Maximilian Davis tapped into his Caribbean heritage for pre-fall; on his mood board, images shot by Malian photographer Malick Sidibé in the 1970s were evocative of that time, when bell-bottomed, high-waisted silhouettes and Sunday-best tailored suits were in vogue as epitomes of status and prestige. He filtered that mood through the sleek minimalism he’s brought to Ferragamo: “I wanted every piece to feel elegant yet immediate and easy to wear,” he explained at a showroom appointment.
Davis leaned into high-end craftsmanship, one of Ferragamo’s strong points, to achieve the insouciant polish he’s after. “It’s about that sense of Italian-ness,” he noted. Tailoring for both men’s and women’s was neat, narrow-proportioned and luxurious; his take on wardrobing was both cool and impeccable. Case in point was his reinterpretation of corduroy, a quintessentially ’70s fabric, in a dark cocoa hue; it was rendered into an attractive slim suit for men, and an overshirt/high-waisted pants combination for women.

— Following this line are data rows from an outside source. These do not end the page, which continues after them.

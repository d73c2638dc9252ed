//! HTTP client for the CellphoneS catalog.
//!
//! The catalog is spread over three services:
//!
//! - a product GraphQL endpoint (laptop listing, products by id)
//! - a customer GraphQL endpoint (questions and answers on the laptop page)
//! - a REST recommendation endpoint (accessories bought with a laptop)
//!
//! Product pages themselves are plain HTML and are fetched as text.
//!
//! # Examples
//!
//! ```no_run
//! use lapbot_client::CellphonesClient;
//! use lapbot_core::traits::CatalogSource;
//!
//! # async fn example() -> Result<(), Box<dyn std::error::Error>> {
//! let client = CellphonesClient::new()?;
//! let products = client.fetch_products().await?;
//! println!("{} laptops", products.len());
//! # Ok(())
//! # }
//! ```

use lapbot_core::HttpConfig;
use lapbot_core::error::AppError;
use lapbot_core::traits::{CatalogSource, PageSource};
use reqwest::header::{ACCEPT, HeaderMap, HeaderValue, ORIGIN, REFERER, USER_AGENT};
use reqwest::{Client, Url};
use serde::Serialize;
use serde_json::{Value, json};

use crate::retry::{Failure, RetryingHttp};

/// Endpoints and catalog parameters.
#[derive(Debug, Clone)]
pub struct CellphonesEndpoints {
    pub product_graphql: String,
    pub customer_graphql: String,
    /// Recommendation URL; `{id}` is replaced by the product id.
    pub recommendation: String,
    /// Page the laptop questions are attached to.
    pub question_page_url: String,
    /// Laptop category id.
    pub category_id: String,
    /// Province used for stock and pricing.
    pub province_id: u32,
    /// Upper bound on products returned by the listing query.
    pub listing_size: u32,
}

impl Default for CellphonesEndpoints {
    fn default() -> Self {
        Self {
            product_graphql: "https://api.cellphones.com.vn/v2/graphql/query".to_string(),
            customer_graphql: "https://api.cellphones.com.vn/graphql-customer/graphql/query"
                .to_string(),
            recommendation:
                "https://api.cellphones.com.vn/recommendation/v1/recommend?product_id={id}"
                    .to_string(),
            question_page_url: "https://cellphones.com.vn/laptop.html".to_string(),
            category_id: "380".to_string(),
            province_id: 30,
            listing_size: 5000,
        }
    }
}

/// HTTP client for the CellphoneS APIs.
#[derive(Clone)]
pub struct CellphonesClient {
    http: RetryingHttp,
    endpoints: CellphonesEndpoints,
}

#[derive(Serialize)]
struct GraphQlRequest<'a> {
    query: &'a str,
    variables: Value,
}

const PRODUCT_FIELDS: &str = "
    general {
        product_id name sku doc_quyen manufacturer url_key url_path attributes
        child_product
        categories { categoryId name uri level similar }
        review { total_count average_rating }
    }
    filterable {
        is_installment stock_available_id company_stock_id is_parent
        price prices special_price promotion_information thumbnail
        filter { id Label }
    }";

const COMMENTS_QUERY: &str = "
    query comments($pageUrl: String!, $page: Int!) {
        comment(type: \"page\", pageUrl: $pageUrl, productId: 0, currentPage: $page) {
            total
            matches {
                id content page_name is_admin sent_from created_at product_id page_url
                customer { id fullname }
                children
            }
        }
    }";

/// Browser-like headers; the APIs reject requests without an origin.
fn default_headers() -> HeaderMap {
    let mut headers = HeaderMap::new();
    headers.insert(ACCEPT, HeaderValue::from_static("application/json, text/html;q=0.9"));
    headers.insert(ORIGIN, HeaderValue::from_static("https://cellphones.com.vn"));
    headers.insert(REFERER, HeaderValue::from_static("https://cellphones.com.vn/"));
    headers.insert(
        USER_AGENT,
        HeaderValue::from_static(
            "Mozilla/5.0 (Windows NT 10.0; Win64; x64) AppleWebKit/537.36 \
             (KHTML, like Gecko) Chrome/124.0.0.0 Safari/537.36",
        ),
    );
    headers
}

fn products_query(filter: &str, size: usize) -> String {
    format!(
        "query {{ products(filter: {{ static: {{ {filter} }} }}, page: 1, size: {size}, \
         sort: [{{view: desc}}]) {{ {PRODUCT_FIELDS} }} }}"
    )
}

/// Joined messages of a GraphQL `errors` array, if it is not empty.
fn graphql_errors(body: &Value) -> Option<String> {
    let errors = body.get("errors").and_then(Value::as_array)?;
    if errors.is_empty() {
        return None;
    }
    let messages: Vec<String> = errors
        .iter()
        .map(|e| {
            e.get("message")
                .and_then(Value::as_str)
                .map(str::to_string)
                .unwrap_or_else(|| e.to_string())
        })
        .collect();
    Some(messages.join("; "))
}

/// Error messages the API sends with HTTP 200 when it is overloaded.
const TRANSIENT_GRAPHQL_MESSAGES: [&str; 5] = [
    "timeout",
    "timed out",
    "try again",
    "internal server error",
    "service unavailable",
];

/// Accepts a GraphQL body, turning overload `errors` into retryable failures.
fn accept_graphql(body: String) -> Result<Value, Failure> {
    let value: Value = serde_json::from_str(&body).map_err(|e| {
        Failure::Fatal(AppError::ClientError(format!("Failed to parse response: {}", e)))
    })?;
    let Some(message) = graphql_errors(&value) else {
        return Ok(value);
    };
    let lowered = message.to_lowercase();
    if lowered.contains("too many requests") || lowered.contains("rate limit") {
        Err(Failure::RateLimited(None))
    } else if TRANSIENT_GRAPHQL_MESSAGES.iter().any(|m| lowered.contains(m)) {
        Err(Failure::Transient(AppError::GraphQlError(message)))
    } else {
        Err(Failure::Fatal(AppError::GraphQlError(message)))
    }
}

/// Extracts `data.<field>` from a GraphQL response, failing on `errors`.
fn graphql_data(mut body: Value, field: &str) -> Result<Value, AppError> {
    if let Some(message) = graphql_errors(&body) {
        return Err(AppError::GraphQlError(message));
    }

    match body.get_mut("data").and_then(|d| d.get_mut(field)) {
        Some(value) if !value.is_null() => Ok(value.take()),
        _ => Err(AppError::EmptyResponse),
    }
}

/// Products array from a `products` query; a missing list is empty.
fn parse_products(body: Value) -> Result<Vec<Value>, AppError> {
    match graphql_data(body, "products") {
        Ok(Value::Array(products)) => Ok(products),
        Ok(_) | Err(AppError::EmptyResponse) => Ok(Vec::new()),
        Err(e) => Err(e),
    }
}

/// Comment matches from a `comment` query.
fn parse_comments(body: Value) -> Result<Vec<Value>, AppError> {
    let mut comment = match graphql_data(body, "comment") {
        Ok(comment) => comment,
        Err(AppError::EmptyResponse) => return Ok(Vec::new()),
        Err(e) => return Err(e),
    };
    match comment.get_mut("matches").map(Value::take) {
        Some(Value::Array(matches)) => Ok(matches),
        _ => Ok(Vec::new()),
    }
}

/// Ids from a recommendation response `{ "data": [{ "product_id": .. }] }`.
fn parse_recommendations(body: &Value) -> Vec<String> {
    body.get("data")
        .and_then(Value::as_array)
        .map(|items| {
            items
                .iter()
                .filter_map(|item| match item.get("product_id")? {
                    Value::String(s) if !s.trim().is_empty() => Some(s.trim().to_string()),
                    Value::Number(n) => Some(n.to_string()),
                    _ => None,
                })
                .collect()
        })
        .unwrap_or_default()
}

impl CellphonesClient {
    /// Creates a client for the public endpoints.
    pub fn new() -> Result<Self, AppError> {
        Self::with_endpoints(CellphonesEndpoints::default(), HttpConfig::default())
    }

    /// Creates a client for custom endpoints, e.g. a recorded mock server.
    pub fn with_endpoints(
        endpoints: CellphonesEndpoints,
        http_config: HttpConfig,
    ) -> Result<Self, AppError> {
        for url in [&endpoints.product_graphql, &endpoints.customer_graphql] {
            Url::parse(url).map_err(|_| AppError::InvalidUrl(url.clone()))?;
        }

        let client = Client::builder()
            .timeout(http_config.timeout)
            .default_headers(default_headers())
            .build()
            .map_err(|e| AppError::ClientError(e.to_string()))?;

        Ok(Self {
            http: RetryingHttp::new(client, http_config),
            endpoints,
        })
    }

    pub fn endpoints(&self) -> &CellphonesEndpoints {
        &self.endpoints
    }

    async fn post_graphql(
        &self,
        url: &str,
        query: &str,
        variables: Value,
    ) -> Result<Value, AppError> {
        let body = GraphQlRequest { query, variables };
        self.http
            .send(url, |client| client.post(url).json(&body), accept_graphql)
            .await
    }
}

// =============================================================================
// Trait Implementation: CatalogSource
// =============================================================================

impl CatalogSource for CellphonesClient {
    async fn fetch_products(&self) -> Result<Vec<Value>, AppError> {
        let filter = format!(
            "categories: [\"{}\"], province_id: {}, stock: {{ from: 0 }}",
            self.endpoints.category_id, self.endpoints.province_id
        );
        let query = products_query(&filter, self.endpoints.listing_size as usize);
        let body = self
            .post_graphql(&self.endpoints.product_graphql, &query, json!({}))
            .await?;
        parse_products(body)
    }

    async fn fetch_comment_page(&self, page: u32) -> Result<Vec<Value>, AppError> {
        let variables = json!({
            "pageUrl": self.endpoints.question_page_url,
            "page": page,
        });
        let body = self
            .post_graphql(&self.endpoints.customer_graphql, COMMENTS_QUERY, variables)
            .await?;
        parse_comments(body)
    }

    async fn fetch_recommendations(&self, product_id: &str) -> Result<Vec<String>, AppError> {
        let url = self.endpoints.recommendation.replace("{id}", product_id.trim());
        Url::parse(&url).map_err(|_| AppError::InvalidUrl(url.clone()))?;

        let body = self.http.get_text(&url).await?;
        let body: Value = serde_json::from_str(&body)
            .map_err(|e| AppError::ClientError(format!("Failed to parse response: {}", e)))?;
        Ok(parse_recommendations(&body))
    }

    async fn fetch_products_by_ids(&self, ids: &[String]) -> Result<Vec<Value>, AppError> {
        if ids.is_empty() {
            return Ok(Vec::new());
        }
        let id_list = serde_json::to_string(ids)?;
        let filter = format!(
            "is_parent: \"true\", province_id: {}, product_id: {id_list}",
            self.endpoints.province_id
        );
        let query = products_query(&filter, ids.len());
        let body = self
            .post_graphql(&self.endpoints.product_graphql, &query, json!({}))
            .await?;
        parse_products(body)
    }
}

impl PageSource for CellphonesClient {
    async fn fetch_page(&self, url: &str) -> Result<String, AppError> {
        Url::parse(url).map_err(|_| AppError::InvalidUrl(url.to_string()))?;
        self.http.get_text(url).await
    }
}
#[tokio::test]
async fn test_generate_reaches_target() {
    let dir = tempfile::tempdir().unwrap();
    let laptops = laptops_csv(dir.path());
    let output = dir.path().join("generated.csv");
    let provider = MockLlmProvider::always(&generated(10));
    let service = EnrichService::new(provider.clone(), fast_config());

    let plan = GenerationPlan::default()
        .with_target(25)
        .with_batch_size(10)
        .with_seed(42);
    let summary = service
        .generate_questions(&laptops, &output, &plan, &SilentReporter, CancellationToken::new())
        .await
        .unwrap();

    assert_eq!(summary.generated, 25);
    assert_eq!(summary.rounds, 1);
    assert!(summary.reached_target());
    assert_eq!(provider.call_count(), 3);
    assert_eq!(count_rows(&output).unwrap(), 25);

    let table = read_table(&output).unwrap();
    assert_eq!(table.get(0, "recommend_usage"), Some("1"));
    assert_eq!(table.get(0, "tech_detail"), Some("0"));

    // Missing values never reach the prompt
    assert!(provider.prompts().iter().all(|p| !p.contains("N/A")));
}

#[tokio::test]
async fn test_generate_tops_up_short_batches() {
    let dir = tempfile::tempdir().unwrap();
    let laptops = laptops_csv(dir.path());
    let output = dir.path().join("generated.csv");
    let provider = MockLlmProvider::always(&generated(4));
    let service = EnrichService::new(provider, fast_config());

    let plan = GenerationPlan::default().with_target(10).with_batch_size(5).with_seed(1);
    let summary = service
        .generate_questions(&laptops, &output, &plan, &SilentReporter, CancellationToken::new())
        .await
        .unwrap();

    // 8 rows in round 0, the remaining 2 in round 1
    assert_eq!(summary.rounds, 2);
    assert_eq!(summary.total(), 10);
}

#[tokio::test]
async fn test_generate_stops_when_round_is_empty() {
    let dir = tempfile::tempdir().unwrap();
    let laptops = laptops_csv(dir.path());
    let output = dir.path().join("generated.csv");
    let provider = MockLlmProvider::always(r#"{"generated_data": []}"#);
    let service = EnrichService::new(provider.clone(), fast_config());

    let plan = GenerationPlan::default().with_target(20).with_batch_size(10);
    let summary = service
        .generate_questions(&laptops, &output, &plan, &SilentReporter, CancellationToken::new())
        .await
        .unwrap();

    assert_eq!(summary.rounds, 1);
    assert_eq!(summary.generated, 0);
    assert_eq!(provider.call_count(), 2);
    assert!(!summary.reached_target());
}

#[tokio::test]
async fn test_generate_counts_existing_rows() {
    let dir = tempfile::tempdir().unwrap();
    let laptops = laptops_csv(dir.path());
    let output = dir.path().join("generated.csv");
    write_file(
        &output,
        "\u{feff}question,recommend_budget,recommend_usage,tech_detail\n\
         a,1,0,0\nb,0,1,0\nc,0,0,1\n",
    );
    let provider = MockLlmProvider::always(&generated(10));
    let service = EnrichService::new(provider.clone(), fast_config());

    let plan = GenerationPlan::default().with_target(3);
    let summary = service
        .generate_questions(&laptops, &output, &plan, &SilentReporter, CancellationToken::new())
        .await
        .unwrap();

    assert_eq!(summary.existing, 3);
    assert_eq!(summary.generated, 0);
    assert_eq!(provider.call_count(), 0);
}

// =============================================================================
// Rate limiting and circuit breaker
// =============================================================================

fn server_error() -> AppError {
    AppError::LlmError(LlmErrorDetails::new(
        "mock",
        LlmErrorKind::ServerError,
        "overloaded",
        503,
    ))
}

fn tripping_config(max_attempts: u32, recovery: Duration) -> lapbot_core::EnrichConfig {
    fast_config()
        .with_concurrency(1)
        .with_retry(RetryPolicy {
            max_attempts,
            base_delay: Duration::from_millis(1),
        })
        .with_circuit_breaker(CircuitBreakerConfig {
            failure_threshold: 1,
            recovery_timeout: recovery,
            ..CircuitBreakerConfig::default()
        })
}

#[tokio::test(start_paused = true)]
async fn test_open_circuit_waits_and_counts_as_attempt() {
    let dir = tempfile::tempdir().unwrap();
    let input = dir.path().join("q.csv");
    write_file(&input, "content\nmáy này pin bao lâu\n");
    let output = dir.path().join("intents.csv");

    let provider = MockLlmProvider::new(|_, _| Err(server_error()));
    let reporter = RecordingReporter::default();
    let service =
        EnrichService::new(provider.clone(), tripping_config(3, Duration::from_secs(10)));

    let result = service
        .classify_intents(&input, &output, "content", &reporter, CancellationToken::new())
        .await
        .unwrap();

    // Attempt 1 fails and opens the circuit, attempt 2 waits it out,
    // attempt 3 probes the half-open circuit
    assert_eq!(provider.call_count(), 2);
    assert_eq!(reporter.count("circuit_open"), 1);
    assert_eq!(reporter.count("retry_scheduled"), 1);
    let wait = reporter.circuit_waits()[0];
    assert!(wait > Duration::from_secs(9) && wait <= Duration::from_secs(10));

    let times = provider.call_times();
    assert!(times[1] - times[0] >= Duration::from_secs(9));

    assert_eq!(result.stats.fallback, 1);
    let table = read_table(&output).unwrap();
    assert_eq!(table.get(0, "corrected_question"), Some(RETURNED_NONE_MARKER));
}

Scarf dressing, one of the templates in Davis’s Ferragamo repertoire, was again showcased through handsome variations of the genre, a standout being a dark espresso shirt and skirt ensemble with undulating fluid panels wrapping on the side. The emphasis on streamlined fluidity carried over to a two-tone shirtdress, where a red, tailored shirt-like bodice extended seamlessly into a black asymmetrical parachute skirt, crafted from sensuous draped jersey. Elsewhere, vivid Caribbean colors were slightly muted, and tropical-inspired prints were given an abstract, distorted twist, reprised also in the organic pattern of crocheted lace inserts on the neckline of a liquid, satiny evening slipdress.